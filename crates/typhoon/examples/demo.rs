//! Exercise the current thread's loop: a deferred callback, a one-shot
//! timeout and a timer that cancels itself after a few ticks.
//!
//! Run with `RUST_LOG=typhoon=trace cargo run -p typhoon --example demo` to
//! see the loop's own events.

use std::cell::Cell;
use std::rc::Rc;
use std::time::Duration;

use tracing_subscriber::EnvFilter;
use typhoon::LoopConfig;

fn main() -> typhoon::Result<()> {
    tracing_subscriber::fmt()
        .with_env_filter(EnvFilter::from_default_env())
        .init();

    // Return from run() once the timer has cancelled itself.
    typhoon::initialize_with(LoopConfig::new().exit_when_idle(true));
    let ioloop = typhoon::current()?;

    ioloop.add_callback(|| println!("later"))?;
    ioloop.add_timeout(|| println!("after 1 second"), Duration::from_secs(1))?;

    let remaining = Rc::new(Cell::new(5));
    let key = Rc::new(Cell::new(None));
    let (lp, r, k) = (ioloop.clone(), remaining.clone(), key.clone());
    let id = ioloop.add_timer(
        move || {
            println!("periodic {}", r.get());
            if r.get() > 0 {
                r.set(r.get() - 1);
            } else if let Some(key) = k.get() {
                lp.remove_timer(key);
            }
        },
        Duration::from_millis(500),
    )?;
    key.set(Some(id));
    println!("start");

    ioloop.run()
}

TASK BRIEF — Every line of the listing needs to be written out exactly.

EXERCISE RESULT —
filename crates/typhoon/examples/demo.rs
//! Exercise the current thread's loop: a deferred callback, a one-shot
//! timeout and a timer that cancels itself after a few ticks.
//!
//! Run with `RUST_LOG=typhoon=trace cargo run -p typhoon --example demo` to
//! see the loop's own events.

use std::cell::Cell;
use std::rc::Rc;
use std::time::Duration;

use tracing_subscriber::EnvFilter;
use typhoon::LoopConfig;

fn main() -> typhoon::Result<()> {
    tracing_subscriber::fmt()
        .with_env_filter(EnvFilter::from_default_env())
        .init();

    // Return from run() once the timer has cancelled itself.
    typhoon::initialize_with(LoopConfig::new().exit_when_idle(true));
    let ioloop = typhoon::current()?;

    ioloop.add_callback(|| println!("later"))?;
    ioloop.add_timeout(|| println!("after 1 second"), Duration::from_secs(1))?;

    let remaining = Rc::new(Cell::new(5));
    let key = Rc::new(Cell::new(None));
    let (lp, r, k) = (ioloop.clone(), remaining.clone(), key.clone());
    let id = ioloop.add_timer(
        move || {
            println!("periodic {}", r.get());
            if r.get() > 0 {
                r.set(r.get() - 1);
            } else if let Some(key) = k.get() {
                lp.remove_timer(key);
            }
        },
        Duration::from_millis(500),
    )?;
    key.set(Some(id));
    println!("start");

    ioloop.run()
}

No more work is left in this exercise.